Show every line of the data that includes the word "from".

[Source data]
+===+

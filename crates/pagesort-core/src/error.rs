// SPDX-License-Identifier: PMPL-1.0-or-later
// Copyright (c) 2026 Jonathan D.A. Jewell (hyperpolymath) <jonathan.jewell@open.ac.uk>
//
// Unified error types for Pagesort.

use thiserror::Error;

/// Top-level error type for all Pagesort operations.
#[derive(Debug, Error)]
pub enum PagesortError {
    // -- Configuration --
    #[error("invalid configuration: {0}")]
    Config(String),

    #[error("invalid document type profile: {0}")]
    InvalidProfile(String),

    // -- Document errors --
    #[error("PDF operation failed: {0}")]
    PdfError(String),

    #[error("page {page} could not be rendered: {reason}")]
    Render { page: u32, reason: String },

    #[error("image processing failed: {0}")]
    ImageError(String),

    #[error("OCR failed: {0}")]
    OcrError(String),

    #[error("this build has no `{0}` OCR engine (enable the `{0}` feature)")]
    OcrUnavailable(&'static str),

    // -- Reporting --
    #[error("report generation failed: {0}")]
    Report(String),

    #[error("file I/O error: {0}")]
    Io(#[from] std::io::Error),

    #[error("serialization error: {0}")]
    Serialization(#[from] serde_json::Error),
}

/// Alias used throughout the codebase.
pub type Result<T> = std::result::Result<T, PagesortError>;

#[cfg(test)]
mod tests {
    use super::*;

    #[test]
    fn render_error_mentions_page() {
        let err = PagesortError::Render {
            page: 4,
            reason: "no image XObject".into(),
        };
        assert_eq!(
            err.to_string(),
            "page 4 could not be rendered: no image XObject"
        );
    }

    #[test]
    fn unavailable_engine_names_feature() {
        assert_eq!(
            PagesortError::OcrUnavailable("oar").to_string(),
            "this build has no `oar` OCR engine (enable the `oar` feature)"
        );
    }

    #[test]
    fn io_error_converts() {
        let io_err = std::io::Error::new(std::io::ErrorKind::NotFound, "missing.pdf");
        let err: PagesortError = io_err.into();
        assert!(matches!(err, PagesortError::Io(_)));
    }
}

+===+

■ Written solution
    Io(#[from] std::io::Error),
    Serialization(#[from] serde_json::Error),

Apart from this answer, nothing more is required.